Musso & Frank to open on Sunday nights

musso-and-frank-nbcla.jpg

The Hollywood Boulevard institution Musso and Frank Grill has been closed on Sundays for decades at least, but as of January 10 that is changing. Musso's is going to start serving the Sunday supper crowd, open from 4 p.m. to 9 p.m. The restaurant, one of LA's oldest and most visited through the years, will still be closed on Mondays.
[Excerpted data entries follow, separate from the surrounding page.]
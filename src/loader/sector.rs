//! Sector-to-memory loader state machine.
//!
//! Mirrors the register-transfer design it replaces: every tick the next
//! register set is computed from a snapshot of the current one and committed
//! in one go, so no branch ever observes a value written earlier in the
//! same tick.

use log::{debug, info, warn};

use super::card::{CardSignals, HostRequest};
use super::config::LoaderConfig;
use super::error::{LoaderError, Result};
use super::memory::MemoryTarget;

#[derive(Debug, Copy, Clone, PartialEq, Eq)]
#[repr(u8)]
pub enum LoaderState {
    Idle = 0,
    LoadStart = 1,
    LoadWait = 2,
    LoadData = 3,
    LoadNext = 4,
    Complete = 5,
}

impl LoaderState {
    pub fn decode(code: u8) -> Option<Self> {
        Some(match code {
            0 => LoaderState::Idle,
            1 => LoaderState::LoadStart,
            2 => LoaderState::LoadWait,
            3 => LoaderState::LoadData,
            4 => LoaderState::LoadNext,
            5 => LoaderState::Complete,
            _ => return None,
        })
    }
}

/// Byte strobe as seen this tick and the tick before.
#[derive(Debug, Default, Copy, Clone, PartialEq, Eq)]
pub struct EdgeShadow {
    pub current: bool,
    pub previous: bool,
}

impl EdgeShadow {
    fn sample(self, level: bool) -> Self {
        Self { current: level, previous: self.current }
    }

    pub fn rising(&self) -> bool {
        self.current && !self.previous
    }
}

/// Registers of one image transfer. A fresh session starts with every flag clear.
#[derive(Debug, Default, Clone, PartialEq, Eq)]
pub struct LoadSession {
    /// Raw state register; decoded each tick.
    pub state: u8,
    /// Block offset from the configured start block.
    pub sector: u32,
    pub byte_in_sector: u32,
    pub header_skipped: u32,
    pub write_addr: u32,
    pub bytes_written: u64,
    pub rd: bool,
    pub wr_pending: bool,
    pub strobe: EdgeShadow,
    pub load_complete: bool,
    pub game_loaded: bool,
    pub anomalies: u32,
}

pub struct SectorLoader {
    cfg: LoaderConfig,
    regs: LoadSession,
}

impl SectorLoader {
    pub fn new(cfg: LoaderConfig) -> Result<Self> {
        cfg.validate()?;
        Ok(Self { cfg, regs: LoadSession::default() })
    }

    /// Discard the current session and start over in `Idle`.
    pub fn reset(&mut self) {
        self.regs = LoadSession::default();
    }

    pub fn session(&self) -> &LoadSession {
        &self.regs
    }

    pub fn config(&self) -> &LoaderConfig {
        &self.cfg
    }

    pub fn state(&self) -> Option<LoaderState> {
        LoaderState::decode(self.regs.state)
    }

    /// Lines driven into the device until the next tick.
    pub fn request(&self) -> HostRequest {
        HostRequest {
            rd: self.regs.rd,
            address: self.cfg.start_block + self.regs.sector,
        }
    }

    /// Overwrite the state register, as a glitch on the real flops would.
    #[cfg(test)]
    pub(crate) fn force_state_register(&mut self, code: u8) {
        self.regs.state = code;
    }

    pub fn step(&mut self, sig: &CardSignals, mem: &mut MemoryTarget) -> Result<()> {
        let cur = self.regs.clone();
        let mut next = cur.clone();
        next.strobe = cur.strobe.sample(sig.byte_available);

        let block_size = self.cfg.block_size as u32;

        match LoaderState::decode(cur.state) {
            Some(LoaderState::Idle) => {
                if sig.ready && sig.status == self.cfg.device_ready_idle_value {
                    next.state = LoaderState::LoadStart as u8;
                }
            }

            Some(LoaderState::LoadStart) => {
                next.rd = true;
                next.byte_in_sector = 0;
                next.state = LoaderState::LoadWait as u8;
            }

            Some(LoaderState::LoadWait) => {
                if !sig.ready {
                    next.rd = false;
                    next.state = LoaderState::LoadData as u8;
                }
            }

            Some(LoaderState::LoadData) => {
                if sig.ready && cur.byte_in_sector < block_size {
                    debug!(
                        "block {} ended after {} bytes",
                        self.cfg.start_block + cur.sector,
                        cur.byte_in_sector
                    );
                    next.state = LoaderState::LoadNext as u8;
                } else if next.strobe.rising() {
                    if cur.header_skipped < self.cfg.header_skip_bytes {
                        next.header_skipped = cur.header_skipped + 1;
                    } else {
                        mem.write_byte(cur.write_addr, sig.data)?;
                        next.wr_pending = true;
                        next.write_addr = cur.write_addr + 1;
                        next.bytes_written = cur.bytes_written + 1;
                    }
                    next.byte_in_sector = cur.byte_in_sector + 1;

                    if cur.byte_in_sector == block_size - 1 {
                        next.state = LoaderState::LoadNext as u8;
                    }
                }
            }

            Some(LoaderState::LoadNext) => {
                next.wr_pending = false;
                if cur.sector == self.cfg.total_sectors - 1 {
                    next.state = LoaderState::Complete as u8;
                } else {
                    debug!("block {} done", self.cfg.start_block + cur.sector);
                    next.sector = cur.sector + 1;
                    next.state = LoaderState::LoadStart as u8;
                }
            }

            Some(LoaderState::Complete) => {
                if !cur.load_complete {
                    info!(
                        "load complete: {} sectors, {} bytes written",
                        self.cfg.total_sectors, cur.bytes_written
                    );
                }
                next.load_complete = true;
                next.game_loaded = true;
            }

            None => {
                // restart the transfer from a fresh session; a half-skipped
                // header or stale write address would corrupt the reload
                warn!("{}, returning to idle", LoaderError::UnrecognizedState(cur.state));
                next = LoadSession {
                    strobe: next.strobe,
                    anomalies: cur.anomalies + 1,
                    ..LoadSession::default()
                };
            }
        }

        self.regs = next;
        Ok(())
    }
}

#[cfg(test)]
mod tests {
    use super::*;
    use crate::loader::card::STATUS_IDLE;

    fn cfg(header: u32, sectors: u32) -> LoaderConfig {
        LoaderConfig {
            header_skip_bytes: header,
            total_sectors: sectors,
            start_block: 0,
            ..LoaderConfig::default()
        }
    }

    const IDLE: CardSignals = CardSignals {
        ready: true,
        status: STATUS_IDLE,
        byte_available: false,
        data: 0,
    };
    const BUSY: CardSignals = CardSignals {
        ready: false,
        status: 9,
        byte_available: false,
        data: 0,
    };

    fn strobe(data: u8) -> CardSignals {
        CardSignals { byte_available: true, data, ..BUSY }
    }

    /// Drive the loader into LoadData for the current sector.
    fn enter_data(l: &mut SectorLoader, mem: &mut MemoryTarget) {
        l.step(&IDLE, mem).unwrap();
        assert_eq!(l.state(), Some(LoaderState::LoadStart));
        l.step(&IDLE, mem).unwrap();
        assert_eq!(l.state(), Some(LoaderState::LoadWait));
        assert!(l.request().rd);
        l.step(&BUSY, mem).unwrap();
        assert_eq!(l.state(), Some(LoaderState::LoadData));
        assert!(!l.request().rd);
    }

    #[test]
    fn idle_waits_for_idle_status() {
        let mut l = SectorLoader::new(cfg(0, 1)).unwrap();
        let mut mem = MemoryTarget::new(16);

        let not_idle = CardSignals { status: 3, ..IDLE };
        for _ in 0..10_000 {
            l.step(&not_idle, &mut mem).unwrap();
            l.step(&BUSY, &mut mem).unwrap();
            assert_eq!(l.state(), Some(LoaderState::Idle));
        }
        l.step(&IDLE, &mut mem).unwrap();
        assert_eq!(l.state(), Some(LoaderState::LoadStart));
    }

    #[test]
    fn load_wait_holds_until_device_busy() {
        let mut l = SectorLoader::new(cfg(0, 1)).unwrap();
        let mut mem = MemoryTarget::new(16);
        l.step(&IDLE, &mut mem).unwrap();
        l.step(&IDLE, &mut mem).unwrap();
        for _ in 0..5 {
            l.step(&IDLE, &mut mem).unwrap();
            assert_eq!(l.state(), Some(LoaderState::LoadWait));
            assert!(l.request().rd);
        }
    }

    #[test]
    fn held_strobe_commits_one_byte() {
        let mut l = SectorLoader::new(cfg(0, 1)).unwrap();
        let mut mem = MemoryTarget::new(16);
        enter_data(&mut l, &mut mem);

        for _ in 0..4 {
            l.step(&strobe(0xAB), &mut mem).unwrap();
        }
        l.step(&BUSY, &mut mem).unwrap();
        l.step(&strobe(0xCD), &mut mem).unwrap();

        assert_eq!(l.session().byte_in_sector, 2);
        assert_eq!(l.session().write_addr, 2);
        assert_eq!(mem.read_bytes(0, 2), vec![0xAB, 0xCD]);
    }

    #[test]
    fn header_bytes_are_consumed_not_written() {
        let mut l = SectorLoader::new(cfg(3, 1)).unwrap();
        let mut mem = MemoryTarget::new(16);
        enter_data(&mut l, &mut mem);

        for b in 1..=5u8 {
            l.step(&strobe(b), &mut mem).unwrap();
            l.step(&BUSY, &mut mem).unwrap();
        }
        let s = l.session();
        assert_eq!(s.header_skipped, 3);
        assert_eq!(s.byte_in_sector, 5);
        assert_eq!(s.write_addr, 2);
        assert_eq!(mem.read_bytes(0, 3), vec![4, 5, 0]);
    }

    #[test]
    fn early_ready_ends_the_block() {
        let mut l = SectorLoader::new(cfg(0, 2)).unwrap();
        let mut mem = MemoryTarget::new(16);
        enter_data(&mut l, &mut mem);

        l.step(&strobe(1), &mut mem).unwrap();
        l.step(&IDLE, &mut mem).unwrap();
        assert_eq!(l.state(), Some(LoaderState::LoadNext));
        l.step(&IDLE, &mut mem).unwrap();
        assert_eq!(l.state(), Some(LoaderState::LoadStart));
        assert_eq!(l.session().sector, 1);
        assert_eq!(l.request().address, 1);
    }

    #[test]
    fn full_block_then_complete() {
        let mut l = SectorLoader::new(cfg(0, 1)).unwrap();
        let mut mem = MemoryTarget::new(512);
        enter_data(&mut l, &mut mem);

        for i in 0..512u32 {
            assert_eq!(l.state(), Some(LoaderState::LoadData));
            l.step(&strobe(i as u8), &mut mem).unwrap();
            if i < 511 {
                l.step(&BUSY, &mut mem).unwrap();
            }
        }
        assert_eq!(l.state(), Some(LoaderState::LoadNext));
        assert!(l.session().wr_pending);

        l.step(&IDLE, &mut mem).unwrap();
        assert_eq!(l.state(), Some(LoaderState::Complete));
        assert!(!l.session().wr_pending);
        assert!(!l.session().load_complete);

        l.step(&IDLE, &mut mem).unwrap();
        assert!(l.session().load_complete);
        assert!(l.session().game_loaded);
        for _ in 0..10 {
            l.step(&strobe(0xEE), &mut mem).unwrap();
            assert_eq!(l.state(), Some(LoaderState::Complete));
        }
        assert_eq!(mem.read_byte(511), 0xFF);
    }

    #[test]
    fn unknown_state_recovers_to_idle() {
        let mut l = SectorLoader::new(cfg(0, 1)).unwrap();
        let mut mem = MemoryTarget::new(16);
        l.force_state_register(0x17);
        assert_eq!(l.state(), None);

        l.step(&BUSY, &mut mem).unwrap();
        assert_eq!(l.state(), Some(LoaderState::Idle));
        assert_eq!(l.session().anomalies, 1);
        assert_eq!(l.session().write_addr, 0);
    }

    #[test]
    fn reset_clears_flags() {
        let mut l = SectorLoader::new(cfg(0, 1)).unwrap();
        let mut mem = MemoryTarget::new(16);
        l.force_state_register(LoaderState::Complete as u8);
        l.step(&IDLE, &mut mem).unwrap();
        assert!(l.session().game_loaded);

        l.reset();
        assert_eq!(l.session(), &LoadSession::default());
        assert_eq!(l.state(), Some(LoaderState::Idle));
    }

    #[test]
    fn write_past_memory_is_an_error() {
        let mut l = SectorLoader::new(cfg(0, 1)).unwrap();
        let mut mem = MemoryTarget::new(4);
        enter_data(&mut l, &mut mem);
        for i in 0..4 {
            l.step(&strobe(i), &mut mem).unwrap();
            l.step(&BUSY, &mut mem).unwrap();
        }
        assert!(matches!(
            l.step(&strobe(9), &mut mem),
            Err(LoaderError::AddressOutOfRange { address: 4, .. })
        ));
    }
}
The hours the rest of the week are 11 to 11.

"Sunday suppers are a family tradition, and now we're opening them to the public for the first time in a generation," Mark Echeverria, Musso's proprietor, told NBC 4's website. "Our loyal customers have been asking for Sunday night reservations, and now we're pleased we can welcome them in."

Musso's shows up in so much lore and literature of Hollywood and the city, most recently in journalist-turned-author Michael Connelly's newest Harry Bosch mystery, The Crossing. In the book, Bosch and his half-brother, the lawyer Mickey Haller, meet for drinks at Musso's and some trouble ensues from that.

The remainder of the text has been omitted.